Profile: Tony Benn
Described by some as Britain's foremost socialist - he gave up a hereditary peerage to become the MP for Bristol South East.
His political career has spanned half a century, but it started here in Bristol back in 1950, when Tony Benn became the Labour MP for Bristol South East .
When he took up his seat in 1951, Tony Benn became the youngest MP, or "Baby of the House".
But Tony Benn was the son of an hereditary peer. His father had been created Viscount Stansgate in 1942.
Tony Benn had an older brother Michael who had no objections to inheriting a peerage, but Michael was later killed in the Second World War, and this left Tony Benn as the heir to a peerage.
He made several attempts to remove himself from the line of succession but they were all unsuccessful.
The 1976 Labour Party Conference
In November 1960, Tony Benn's father died and as his heir he became a peer and as a result he was prevented from sitting in the House of Commons.

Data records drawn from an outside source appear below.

//! Optimized DCT implementation using separable 1D transforms
//!
//! The 2D DCT is computed as a 1D DCT over rows followed by a 1D DCT over
//! columns, with the cosine basis precomputed once. Each 1D pass carries a
//! factor of 1/2 so the product matches the 2/N scaling of the direct form.

use std::f32::consts::PI;

lazy_static::lazy_static! {
    static ref COS_TABLE: [[f32; 8]; 8] = {
        let mut table = [[0.0f32; 8]; 8];
        for (u, row) in table.iter_mut().enumerate() {
            for (x, cell) in row.iter_mut().enumerate() {
                *cell = (((2 * x + 1) * u) as f32 * PI / 16.0).cos();
            }
        }
        table
    };

    static ref SCALE_FACTORS: [f32; 8] = {
        let mut factors = [1.0f32; 8];
        factors[0] = std::f32::consts::FRAC_1_SQRT_2;
        factors
    };
}

#[inline]
fn dct_1d_forward(input: &[f32; 8], output: &mut [f32; 8]) {
    for (u, out) in output.iter_mut().enumerate() {
        let sum: f32 = input
            .iter()
            .zip(COS_TABLE[u].iter())
            .map(|(sample, basis)| sample * basis)
            .sum();
        *out = sum * SCALE_FACTORS[u] * 0.5;
    }
}

#[inline]
fn dct_1d_inverse(input: &[f32; 8], output: &mut [f32; 8]) {
    for (x, out) in output.iter_mut().enumerate() {
        let mut sum = 0.0;
        for u in 0..8 {
            sum += input[u] * SCALE_FACTORS[u] * COS_TABLE[u][x];
        }
        *out = sum * 0.5;
    }
}

fn separable(input: &[f32; 64], output: &mut [f32; 64], pass: fn(&[f32; 8], &mut [f32; 8])) {
    let mut temp = [0.0f32; 64];
    let mut line = [0.0f32; 8];
    let mut transformed = [0.0f32; 8];

    for y in 0..8 {
        line.copy_from_slice(&input[y * 8..y * 8 + 8]);
        pass(&line, &mut transformed);
        temp[y * 8..y * 8 + 8].copy_from_slice(&transformed);
    }

    for x in 0..8 {
        for y in 0..8 {
            line[y] = temp[y * 8 + x];
        }
        pass(&line, &mut transformed);
        for y in 0..8 {
            output[y * 8 + x] = transformed[y];
        }
    }
}

/// Separable 8x8 DCT-II (forward transform)
pub fn dct8x8_forward_optimized(input: &[f32; 64], output: &mut [f32; 64]) {
    separable(input, output, dct_1d_forward);
}

/// Separable 8x8 DCT-III (inverse transform)
pub fn dct8x8_inverse_optimized(input: &[f32; 64], output: &mut [f32; 64]) {
    separable(input, output, dct_1d_inverse);
}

Still insisting on his right to abandon his unwelcome peerage, Tony Benn fought to retain his seat in the by-election on 4 May 1961 caused by his succession.
Although he was disqualified from taking his seat, the people of Bristol South East re-elected him.

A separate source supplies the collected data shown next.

//! Multi-device reconstruction
//!
//! Each device quantizes a different subset of frequencies harder. For every
//! coefficient slot of every block, the reconstruction keeps the value from
//! the device whose divisor at that slot is smallest, then runs one inverse
//! transform per channel over the merged coefficients.

use crate::write_blocks;
use qdct_core::consts::BLOCK_SIZE;
use qdct_core::*;
use qdct_strategy::device_matrix;
use qdct_transform::{ComputeBackend, CpuBackend, InverseJob, QuantMatrix, INV_ZIGZAG_8X8};
use rayon::prelude::*;
use std::sync::Arc;

/// Index of the winning version for every row-major coefficient slot
type Winners = [usize; 64];

/// Pick, per slot, the contributor with the smallest divisor
///
/// `contributors` lists version indices in input order; ties keep the earliest.
fn select_winners(contributors: &[usize], matrices: &[QuantMatrix]) -> Winners {
    let mut winners = [contributors[0]; 64];
    for (slot, winner) in winners.iter_mut().enumerate() {
        for &candidate in &contributors[1..] {
            if matrices[candidate][slot] < matrices[*winner][slot] {
                *winner = candidate;
            }
        }
    }
    winners
}

/// Build the three inverse jobs for one grid cell
fn merge_block(
    blocks: &[Option<&CompressedBlock>],
    contributors: &[usize],
    matrices: &[QuantMatrix],
) -> [InverseJob; 3] {
    let winners = select_winners(contributors, matrices);
    let divisors: QuantMatrix = core::array::from_fn(|slot| matrices[winners[slot]][slot]);

    Channel::ALL.map(|channel| {
        let mut coefficients = [0i16; 64];
        for (slot, &winner) in winners.iter().enumerate() {
            let zz = INV_ZIGZAG_8X8[slot];
            if let Some(block) = blocks[winner] {
                coefficients[zz] = block.channel(channel)[zz];
            }
        }
        InverseJob {
            coefficients,
            divisors,
        }
    })
}

/// Index each version's blocks by grid cell
///
/// Blocks off the 8-pixel grid or outside it are not matched. If a version
/// lists the same cell twice the first occurrence is used.
fn grid_index(version: &CompressedImage, dims: Dimensions) -> Vec<Option<&CompressedBlock>> {
    let blocks_x = dims.blocks_x();
    let blocks_y = dims.blocks_y();
    let mut grid = vec![None; dims.block_count()];

    for block in &version.blocks {
        let position = block.position;
        if !position.is_aligned() {
            continue;
        }
        let col = position.x as usize / BLOCK_SIZE;
        let row = position.y as usize / BLOCK_SIZE;
        if col < blocks_x && row < blocks_y {
            grid[row * blocks_x + col].get_or_insert(block);
        }
    }
    grid
}

/// Combines several devices' compressions of the same image
pub struct ReconstructionEngine {
    backend: Arc<dyn ComputeBackend>,
    parallel: bool,
}

impl ReconstructionEngine {
    pub fn new(backend: Arc<dyn ComputeBackend>) -> Self {
        Self {
            backend,
            parallel: true,
        }
    }

    /// Toggle rayon across grid cells during winner selection
    pub fn with_parallel(mut self, parallel: bool) -> Self {
        self.parallel = parallel;
        self
    }

    /// Merge `versions` into one image
    ///
    /// All versions must share the same dimensions. Every version's matrix is
    /// derived from its own device id and compression level, so versions at
    /// different levels combine correctly.
    pub fn reconstruct(&self, versions: &[CompressedImage]) -> QdctResult<Image> {
        let first = versions.first().ok_or(QdctError::EmptyInput)?;
        let dims = first.dimensions;
        if let Some(other) = versions.iter().find(|v| v.dimensions != dims) {
            return Err(QdctError::DimensionMismatch {
                expected: dims,
                actual: other.dimensions,
            });
        }
        dims.validate()?;

        let matrices: Vec<QuantMatrix> = versions
            .iter()
            .map(|v| device_matrix(&v.device_id, v.compression_level))
            .collect();
        let grids: Vec<_> = versions.iter().map(|v| grid_index(v, dims)).collect();

        let cell = |index: usize| -> Option<(BlockPosition, [InverseJob; 3])> {
            let blocks: Vec<Option<&CompressedBlock>> = grids.iter().map(|g| g[index]).collect();
            let contributors: Vec<usize> = blocks
                .iter()
                .enumerate()
                .filter_map(|(v, b)| b.map(|_| v))
                .collect();
            if contributors.is_empty() {
                return None;
            }
            let position = BlockPosition::from_grid(index % dims.blocks_x(), index / dims.blocks_x());
            Some((position, merge_block(&blocks, &contributors, &matrices)))
        };

        let merged: Vec<(BlockPosition, [InverseJob; 3])> = if self.parallel {
            (0..dims.block_count()).into_par_iter().filter_map(cell).collect()
        } else {
            (0..dims.block_count()).filter_map(cell).collect()
        };

        let jobs: Vec<InverseJob> = merged.iter().flat_map(|(_, jobs)| jobs.iter().copied()).collect();
        let samples = self.backend.inverse(&jobs)?;

        let mut image = Image::new(dims)?;
        write_blocks(&mut image, merged.iter().map(|(p, _)| p), &samples);

        log::debug!(
            "reconstructed {} from {} versions ({} of {} cells covered) on {}",
            dims,
            versions.len(),
            merged.len(),
            dims.block_count(),
            self.backend.name()
        );
        Ok(image)
    }
}

impl Default for ReconstructionEngine {
    fn default() -> Self {
        Self::new(Arc::new(CpuBackend::default()))
    }
}
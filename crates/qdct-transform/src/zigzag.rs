//! Zigzag scanning for DCT coefficients
//!
//! Linearizes an 8x8 block from the DC coefficient to the highest frequency.

/// Standard 8x8 zigzag scan order: zigzag index -> row-major position
pub const ZIGZAG_8X8: [usize; 64] = [
    0, 1, 8, 16, 9, 2, 3, 10, 17, 24, 32, 25, 18, 11, 4, 5, 12, 19, 26, 33, 40, 48, 41, 34, 27, 20,
    13, 6, 7, 14, 21, 28, 35, 42, 49, 56, 57, 50, 43, 36, 29, 22, 15, 23, 30, 37, 44, 51, 58, 59,
    52, 45, 38, 31, 39, 46, 53, 60, 61, 54, 47, 55, 62, 63,
];

/// Inverse zigzag scan order: row-major position -> zigzag index
pub const INV_ZIGZAG_8X8: [usize; 64] = [
    0, 1, 5, 6, 14, 15, 27, 28, 2, 4, 7, 13, 16, 26, 29, 42, 3, 8, 12, 17, 25, 30, 41, 43, 9, 11,
    18, 24, 31, 40, 44, 53, 10, 19, 23, 32, 39, 45, 52, 54, 20, 22, 33, 38, 46, 51, 55, 60, 21,
    34, 37, 47, 50, 56, 59, 61, 35, 36, 48, 49, 57, 58, 62, 63,
];

/// Reorder a row-major 8x8 block into zigzag order
///
/// # Example
/// ```
/// use qdct_transform::zigzag;
///
/// let mut block = [0i16; 64];
/// block[8] = 7; // row 1, column 0
/// assert_eq!(zigzag(&block)[2], 7);
/// ```
pub fn zigzag<T: Copy + Default>(block: &[T; 64]) -> [T; 64] {
    let mut output = [T::default(); 64];
    for (i, &pos) in ZIGZAG_8X8.iter().enumerate() {
        output[i] = block[pos];
    }
    output
}

/// Restore a row-major 8x8 block from zigzag order
pub fn unzigzag<T: Copy + Default>(scanned: &[T; 64]) -> [T; 64] {
    let mut output = [T::default(); 64];
    for (i, &pos) in ZIGZAG_8X8.iter().enumerate() {
        output[pos] = scanned[i];
    }
    output
}
//! Normalization of raw backend progress into the public event stream

use crate::source::{RawPhase, RawProgress};
use crate::types::{OperationId, ProgressEvent};

/// Turns raw backend reports into ordered, deduplicated transfer events.
///
/// Guarantees made here:
/// - percentages are whole numbers, truncated (never rounded up), clamped
///   to 0-100, and never decrease across the transfer
/// - when the total size is unknown the percentage is omitted entirely
/// - reports advancing less than `min_step` percent are dropped, except
///   the first report and any report reaching 100
/// - at most one `Finalizing` event is produced
///
/// Terminal events are never produced here; the worker owns those.
pub(super) struct ProgressNormalizer {
    id: OperationId,
    min_step: u8,
    last_percent: Option<u8>,
    seen_transfer: bool,
    finalizing_emitted: bool,
}

impl ProgressNormalizer {
    pub(super) fn new(id: OperationId, min_step: u8) -> Self {
        ProgressNormalizer {
            id,
            min_step,
            last_percent: None,
            seen_transfer: false,
            finalizing_emitted: false,
        }
    }

    /// True once a `Finalizing` event has been handed out.
    pub(super) fn finalizing_emitted(&self) -> bool {
        self.finalizing_emitted
    }

    /// Maps one raw report onto zero or one public event.
    pub(super) fn normalize(&mut self, raw: &RawProgress) -> Option<ProgressEvent> {
        match raw.phase {
            RawPhase::Downloading => self.normalize_transfer(raw),
            RawPhase::Finished => {
                if self.finalizing_emitted {
                    return None;
                }
                self.finalizing_emitted = true;
                Some(ProgressEvent::Finalizing { id: self.id })
            }
            // Backend errors surface through the fetch result; reporting
            // them here would duplicate the terminal event.
            RawPhase::Error => None,
        }
    }

    fn normalize_transfer(&mut self, raw: &RawProgress) -> Option<ProgressEvent> {
        let percent = raw.total_bytes.map(|total| {
            let computed = compute_percent(raw.downloaded_bytes, total);
            // Backends occasionally revise totals mid-transfer; never let
            // the reported percentage move backwards.
            self.last_percent.map_or(computed, |last| computed.max(last))
        });

        let first = !self.seen_transfer;
        if let (Some(percent), Some(last)) = (percent, self.last_percent) {
            if !first && percent != 100 && percent.saturating_sub(last) < self.min_step {
                return None;
            }
        }

        self.seen_transfer = true;
        if let Some(percent) = percent {
            self.last_percent = Some(percent);
        }

        Some(ProgressEvent::Transferring {
            id: self.id,
            bytes_done: raw.downloaded_bytes,
            bytes_total: raw.total_bytes,
            rate_bps: raw.rate_bps,
            eta_seconds: raw.eta_seconds,
            percent,
        })
    }
}

/// Whole-number completion percentage, truncated and clamped to 0-100.
fn compute_percent(done: u64, total: u64) -> u8 {
    if total == 0 {
        return 100;
    }
    let percent = done.saturating_mul(100) / total;
    percent.min(100) as u8
}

An election court found that the voters were fully aware that Tony Benn was disqualified, and gave the seat to the Conservative runner up in the by-election, Malcolm St Clair, ironically also the son of a peer.
Outside Parliament Tony Benn continued his campaign, and eventually the Conservative government accepted the need for a change in the law.

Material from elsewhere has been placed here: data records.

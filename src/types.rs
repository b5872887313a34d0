//! Core data types shared across the crate.

use std::path::PathBuf;

use chrono::{DateTime, Utc};
use serde::{Deserialize, Serialize};

use crate::error::ErrorKind;

/// Unique identifier for a single operation within one runner instance.
///
/// Identifiers are allocated monotonically and never reused, so a handle
/// kept past its operation's end can always be told apart from the
/// currently active one.
#[derive(Debug, Clone, Copy, PartialEq, Eq, Hash, PartialOrd, Ord, Serialize, Deserialize)]
#[serde(transparent)]
pub struct OperationId(pub u64);

impl std::fmt::Display for OperationId {
    fn fmt(&self, f: &mut std::fmt::Formatter<'_>) -> std::fmt::Result {
        write!(f, "{}", self.0)
    }
}

impl From<u64> for OperationId {
    fn from(value: u64) -> Self {
        OperationId(value)
    }
}

impl From<OperationId> for u64 {
    fn from(value: OperationId) -> Self {
        value.0
    }
}

/// Opaque token returned by [`start`](crate::runner::OperationRunner::start),
/// used to request cancellation of that specific operation.
#[derive(Debug, Clone, PartialEq, Eq)]
pub struct OperationHandle {
    id: OperationId,
}

impl OperationHandle {
    pub(crate) fn new(id: OperationId) -> Self {
        OperationHandle { id }
    }

    /// The identifier of the operation this handle refers to.
    pub fn id(&self) -> OperationId {
        self.id
    }
}

/// Target container for video output.
#[derive(Debug, Clone, Copy, PartialEq, Eq, Serialize, Deserialize)]
#[serde(rename_all = "snake_case")]
pub enum Container {
    /// MPEG-4 container.
    Mp4,
    /// Matroska container.
    Mkv,
    /// WebM container.
    Webm,
}

impl Container {
    /// File extension for this container, without the leading dot.
    pub fn extension(&self) -> &'static str {
        match self {
            Container::Mp4 => "mp4",
            Container::Mkv => "mkv",
            Container::Webm => "webm",
        }
    }
}

/// What the caller wants produced from the source media.
#[derive(Debug, Clone, Copy, PartialEq, Eq, Serialize, Deserialize)]
#[serde(tag = "kind", rename_all = "snake_case")]
pub enum OutputSpec {
    /// Audio-only, extracted to MP3.
    Audio,
    /// Full video in the requested container.
    Video {
        /// Container to mux into.
        container: Container,
    },
}

impl OutputSpec {
    /// File extension the finished artifact will carry.
    pub fn extension(&self) -> &'static str {
        match self {
            OutputSpec::Audio => "mp3",
            OutputSpec::Video { container } => container.extension(),
        }
    }
}

impl Default for OutputSpec {
    fn default() -> Self {
        OutputSpec::Video {
            container: Container::Mp4,
        }
    }
}

/// Everything needed to start one operation.
#[derive(Debug, Clone, Serialize, Deserialize)]
pub struct OperationRequest {
    /// Source media page URL.
    pub source: String,
    /// Directory the finished artifact is moved into.
    pub dest_dir: PathBuf,
    /// Desired output format.
    #[serde(default)]
    pub output: OutputSpec,
    /// Optional file name (without extension) overriding the media title.
    #[serde(default)]
    pub filename_override: Option<String>,
}

/// One available format reported by the media backend.
#[derive(Debug, Clone, Serialize, Deserialize)]
pub struct FormatDescriptor {
    /// Backend-assigned format identifier.
    pub id: String,
    /// Container/extension of this format.
    pub ext: String,
    /// Vertical resolution, when the format carries video.
    pub height: Option<u32>,
    /// Size in bytes, when the backend knows it up front.
    pub filesize: Option<u64>,
    /// True when the format carries no video stream.
    pub audio_only: bool,
}

/// Metadata resolved for a source URL before transfer begins.
#[derive(Debug, Clone, Serialize, Deserialize)]
pub struct MediaMetadata {
    /// Human-readable media title.
    pub title: String,
    /// Duration in seconds, when known.
    pub duration_seconds: Option<u64>,
    /// Channel or uploader name, when known.
    pub uploader: Option<String>,
    /// Canonical page URL.
    pub webpage_url: String,
    /// Formats offered by the backend for this media.
    pub formats: Vec<FormatDescriptor>,
}

/// Pipeline phase an active operation is currently in.
#[derive(Debug, Clone, Copy, PartialEq, Eq, Serialize, Deserialize)]
#[serde(rename_all = "snake_case")]
pub enum Phase {
    /// Accepted, not yet resolving.
    Queued,
    /// Resolving source metadata.
    Resolving,
    /// Transferring bytes.
    Transferring,
    /// Converting or moving the artifact.
    Finalizing,
}

/// Progress and lifecycle events emitted by the runner.
///
/// Every started operation emits events in a fixed order and ends with
/// exactly one terminal event ([`Completed`](ProgressEvent::Completed),
/// [`Cancelled`](ProgressEvent::Cancelled) or
/// [`Failed`](ProgressEvent::Failed)); no events for that operation follow
/// its terminal.
#[derive(Debug, Clone, Serialize, Deserialize)]
#[serde(tag = "type", rename_all = "snake_case")]
pub enum ProgressEvent {
    /// The operation was accepted and handed to the worker.
    Queued {
        /// Operation this event belongs to.
        id: OperationId,
    },
    /// Metadata resolution is in progress.
    Resolving {
        /// Operation this event belongs to.
        id: OperationId,
    },
    /// Bytes are moving.
    Transferring {
        /// Operation this event belongs to.
        id: OperationId,
        /// Bytes transferred so far.
        bytes_done: u64,
        /// Total size when the backend knows it.
        bytes_total: Option<u64>,
        /// Current transfer rate in bytes per second, when known.
        rate_bps: Option<u64>,
        /// Estimated seconds remaining, when known.
        eta_seconds: Option<u64>,
        /// Whole-number completion percentage; absent when the total
        /// size is unknown.
        percent: Option<u8>,
    },
    /// Post-transfer conversion or muxing is in progress.
    Finalizing {
        /// Operation this event belongs to.
        id: OperationId,
    },
    /// Terminal: the finished artifact is in place.
    Completed {
        /// Operation this event belongs to.
        id: OperationId,
        /// Final location of the artifact.
        output_path: PathBuf,
    },
    /// Terminal: the operation stopped at the caller's request.
    Cancelled {
        /// Operation this event belongs to.
        id: OperationId,
    },
    /// Terminal: the operation failed.
    Failed {
        /// Operation this event belongs to.
        id: OperationId,
        /// Failure category for observers to branch on.
        kind: ErrorKind,
        /// Human-readable detail.
        message: String,
    },
}

impl ProgressEvent {
    /// The operation this event belongs to.
    pub fn id(&self) -> OperationId {
        match self {
            ProgressEvent::Queued { id }
            | ProgressEvent::Resolving { id }
            | ProgressEvent::Transferring { id, .. }
            | ProgressEvent::Finalizing { id }
            | ProgressEvent::Completed { id, .. }
            | ProgressEvent::Cancelled { id }
            | ProgressEvent::Failed { id, .. } => *id,
        }
    }

    /// True for the three events that end an operation's stream.
    pub fn is_terminal(&self) -> bool {
        matches!(
            self,
            ProgressEvent::Completed { .. }
                | ProgressEvent::Cancelled { .. }
                | ProgressEvent::Failed { .. }
        )
    }
}

/// Snapshot of the currently active operation.
#[derive(Debug, Clone, Serialize, Deserialize)]
pub struct OperationInfo {
    /// Identifier of the active operation.
    pub id: OperationId,
    /// Source URL being processed.
    pub source: String,
    /// Phase the worker is currently in.
    pub phase: Phase,
    /// Bytes transferred so far.
    pub bytes_done: u64,
    /// Total bytes, when known.
    pub bytes_total: Option<u64>,
    /// Latest whole-number percentage, when the total is known.
    pub percent: Option<u8>,
    /// When the operation was accepted.
    pub started_at: DateTime<Utc>,
}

The Peerage Act 1963, allowing renunciation of peerages, became law shortly after 6 pm on 31 July 1963.
Tony Benn was the first peer to renounce his title, at 6.22 pm that day.
Malcolm St. Clair had already given an undertaking that he would respect the wishes of the people of Bristol if Tony Benn became eligible to take his seat again, and therefore he resigned his seat immediately.
Tony Benn returned to the Commons after winning a by-election on 20 August 1963 and held the seat for the next twenty years - until June 1983, when the constituency was abolished.
He then went on to become the MP for Chesterfield.
Tony Benn in the 1950s was an MP with middle-of-the-road or soft left views, who refused to become a member of the group around Nye Bevan.
In the 1960s government of Harold Wilson he became Postmaster General. He later became Minister of Technology where he was responsible for overseeing the development of Concorde.
In the Labour government of 1974 Tony Benn became Secretary of State for Industry, but in 1975 he was moved to Secretary of State for Energy.
By the end of the 1970s Tony Benn had migrated to the left-wing of the Labour Party. He attributed this political shift to his experience as a minister in the 1964-1970 Labour government.
Tony Benn's philosophy became known as "Bennism" and in the late 1970s he was vilified in the press although he was overwhelmingly popular with Labour activists. A survey of Labour Conference delegates of 1978 found that by large margins they supported him for the leadership.
In 1981 he stood for election against the incumbent Denis Healey as Deputy Leader of the Labour Party, and Denis Healey emerged victorious by a margin of barely 1%.
He stood for election as Party Leader in 1988 and was defeated again, on this occasion by a substantial margin.
In 2001 he retired from Parliament, but remains involved in politics and is a prolific diary writer.
In a list compiled by the magazine New Statesman in 2006, he was voted twelfth in the list of "Heroes of our time"
In October 2007, at the age of 82, Tony Benn announced that he wanted to come out of retirement and return to the House of Commons.